The next question necessary to answer her question is “How can I change?” Fortunately, she had discovered an important truth about relationships. If you want to change the way you relate to and affect others you must start with yourself. “How can I change?”
This mom had become aware that she was repeating the painfully destructive parenting she had experienced growing up. Though very successful in her professional job, she was failing miserably with the person she loved most. She desperately wanted her daughter to grow up with a more positive view of herself and others.
The truth is that you cannot teach your child something you don’t have deep inside yourself. Unkind parents do not raise kind children. Undisciplined parents cannot raise disciplined children. Self-centered parents cannot raise children who will care about others. Who you are is what you really teach your children because your actions express your core values. You cannot separate who you are from the way you “parent” your child.
Whether you are struggling with parenting issues, your marriage, your boss, or other issues, one relationship principle is unchangeable; the only person you can change is YOU.
The following scriptures identify the fact that the way we live proceeds from attitudes deep within us. Proverbs 4:23 states, “Above all else, guard your heart, for it is the wellspring of life.” Jesus states the same basic idea in Luke 6:45, “The good man brings good things out of the good stored up in his heart, and the evil man brings evil things out of the evil stored up in his heart. For out of the overflow of his heart his mouth speaks.”
One of the most consequential choices we have in life is how we deal with our pain. If you choose to live in the pity and pain of what has hurt you, you will likely be miserable and destroy your relationship with all those you love. This was the path the single mom was going down and she became painfully aware of where this was going. There is a better choice, one this mom was willing to make.
The other choice is how to use the pain to heal and to give you a new heart and a new way of living.
Do you need a change of heart? This kind of transformation is sometimes referred to as “conversion.” It is often a painful process that puts you face to face with who you have allowed yourself to become. It is a choice to turn your life over to God to begin the healing process which you cannot accomplish on your own.
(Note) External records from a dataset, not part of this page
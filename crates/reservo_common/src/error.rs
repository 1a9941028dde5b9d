// --- File: crates/reservo_common/src/error.rs ---
use serde::{Deserialize, Serialize};
use std::fmt;
use thiserror::Error;

/// Why a hold (or a submission racing a hold) was refused.
///
/// Serialized as the `code` field of error bodies so clients can branch on
/// the kind instead of matching message text.
#[cfg_attr(feature = "openapi", derive(utoipa::ToSchema))]
#[derive(Debug, Clone, Copy, PartialEq, Eq, Serialize, Deserialize)]
#[serde(rename_all = "snake_case")]
pub enum HoldFailure {
    /// Another session owns an unexpired hold on the slot.
    SlotHeld,
    /// The slot has no free capacity left.
    SlotBooked,
    /// The slot starts in the past.
    SlotInPast,
    /// The slot is not on the grid for that date.
    UnknownSlot,
    /// A release was attempted by a session that does not own the hold.
    #[serde(rename = "hold_not_owned")]
    NotHolder,
}

impl HoldFailure {
    pub fn code(&self) -> &'static str {
        match self {
            HoldFailure::SlotHeld => "slot_held",
            HoldFailure::SlotBooked => "slot_booked",
            HoldFailure::SlotInPast => "slot_in_past",
            HoldFailure::UnknownSlot => "unknown_slot",
            HoldFailure::NotHolder => "hold_not_owned",
        }
    }
}

impl fmt::Display for HoldFailure {
    fn fmt(&self, f: &mut fmt::Formatter<'_>) -> fmt::Result {
        let message = match self {
            HoldFailure::SlotHeld => "This time slot is being held by another guest",
            HoldFailure::SlotBooked => "This time slot is fully booked",
            HoldFailure::SlotInPast => "This time slot has already passed",
            HoldFailure::UnknownSlot => "This time slot is not offered on that date",
            HoldFailure::NotHolder => "This hold belongs to another session",
        };
        f.write_str(message)
    }
}

/// The base error type shared by the server and the client crates.
#[derive(Error, Debug)]
pub enum ReservoError {
    /// Input failed validation (field formats, party size, unknown status transition).
    #[error("Validation error: {0}")]
    ValidationError(String),

    #[error("Not found: {0}")]
    NotFoundError(String),

    /// A reservation or table conflicts with existing state.
    #[error("Conflict: {0}")]
    ConflictError(String),

    /// A hold could not be taken or released.
    #[error("{0}")]
    HoldError(HoldFailure),

    #[error("Configuration error: {0}")]
    ConfigError(String),

    #[error("Timeout: {0}")]
    TimeoutError(String),

    #[error("Internal error: {0}")]
    InternalError(String),
}

/// A trait for converting errors to HTTP status codes.
pub trait HttpStatusCode {
    /// Returns the HTTP status code for this error.
    fn status_code(&self) -> u16;
}

impl HttpStatusCode for ReservoError {
    fn status_code(&self) -> u16 {
        match self {
            ReservoError::ValidationError(_) => 400,
            ReservoError::NotFoundError(_) => 404,
            ReservoError::ConflictError(_) => 409,
            ReservoError::HoldError(HoldFailure::UnknownSlot) => 400,
            ReservoError::HoldError(HoldFailure::NotHolder) => 403,
            ReservoError::HoldError(_) => 409,
            ReservoError::ConfigError(_) => 500,
            ReservoError::TimeoutError(_) => 504,
            ReservoError::InternalError(_) => 500,
        }
    }
}

impl ReservoError {
    /// Stable machine-readable code rendered next to the message.
    pub fn code(&self) -> &'static str {
        match self {
            ReservoError::ValidationError(_) => "validation_failed",
            ReservoError::NotFoundError(_) => "not_found",
            ReservoError::ConflictError(_) => "conflict",
            ReservoError::HoldError(failure) => failure.code(),
            ReservoError::ConfigError(_) => "config_error",
            ReservoError::TimeoutError(_) => "timeout",
            ReservoError::InternalError(_) => "internal_error",
        }
    }
}

impl From<HoldFailure> for ReservoError {
    fn from(failure: HoldFailure) -> Self {
        ReservoError::HoldError(failure)
    }
}

impl From<serde_json::Error> for ReservoError {
    fn from(err: serde_json::Error) -> Self {
        ReservoError::ValidationError(err.to_string())
    }
}

pub fn validation_error<T: fmt::Display>(message: T) -> ReservoError {
    ReservoError::ValidationError(message.to_string())
}

pub fn not_found<T: fmt::Display>(message: T) -> ReservoError {
    ReservoError::NotFoundError(message.to_string())
}

pub fn conflict<T: fmt::Display>(message: T) -> ReservoError {
    ReservoError::ConflictError(message.to_string())
}

pub fn config_error<T: fmt::Display>(message: T) -> ReservoError {
    ReservoError::ConfigError(message.to_string())
}

pub fn internal_error<T: fmt::Display>(message: T) -> ReservoError {
    ReservoError::InternalError(message.to_string())
}

#[cfg(test)]
mod tests {
    use super::*;

    #[test]
    fn hold_failures_map_to_conflict_or_client_errors() {
        assert_eq!(ReservoError::from(HoldFailure::SlotHeld).status_code(), 409);
        assert_eq!(ReservoError::from(HoldFailure::SlotBooked).status_code(), 409);
        assert_eq!(ReservoError::from(HoldFailure::UnknownSlot).status_code(), 400);
        assert_eq!(ReservoError::from(HoldFailure::NotHolder).status_code(), 403);
    }

    #[test]
    fn hold_failure_code_matches_serde_name() {
        for failure in [
            HoldFailure::SlotHeld,
            HoldFailure::SlotBooked,
            HoldFailure::SlotInPast,
            HoldFailure::UnknownSlot,
            HoldFailure::NotHolder,
        ] {
            let json = serde_json::to_value(failure).unwrap();
            assert_eq!(json, serde_json::Value::String(failure.code().to_string()));
        }
    }
}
So, the answer to the question comes down to this. Choose, and decide what you want to be healed about yourself. You may decide to gather some information through reading or talking with a wise confidant before initiating a plan of action. I encourage you to examine the claim of Jesus and trust him as your savior. Whatever you decide to do, own the decision and live with it. Don’t blame others; it’s your decision.
The final step to changing directions is to act. The change process begins with pain which creates awareness. If the awareness is keen enough it pushes us toward a decision about how to deal with the pain; to cover it or deal with the underlying, deeper issue. So, get a plan which will deal with the real problem. Determine some steps you will take to change and act on them. You may stubble from time to time and need a course correction. But if you have done your homework well and are willing to take a disciplined approach over the long term you will find that you are a better person for your effort.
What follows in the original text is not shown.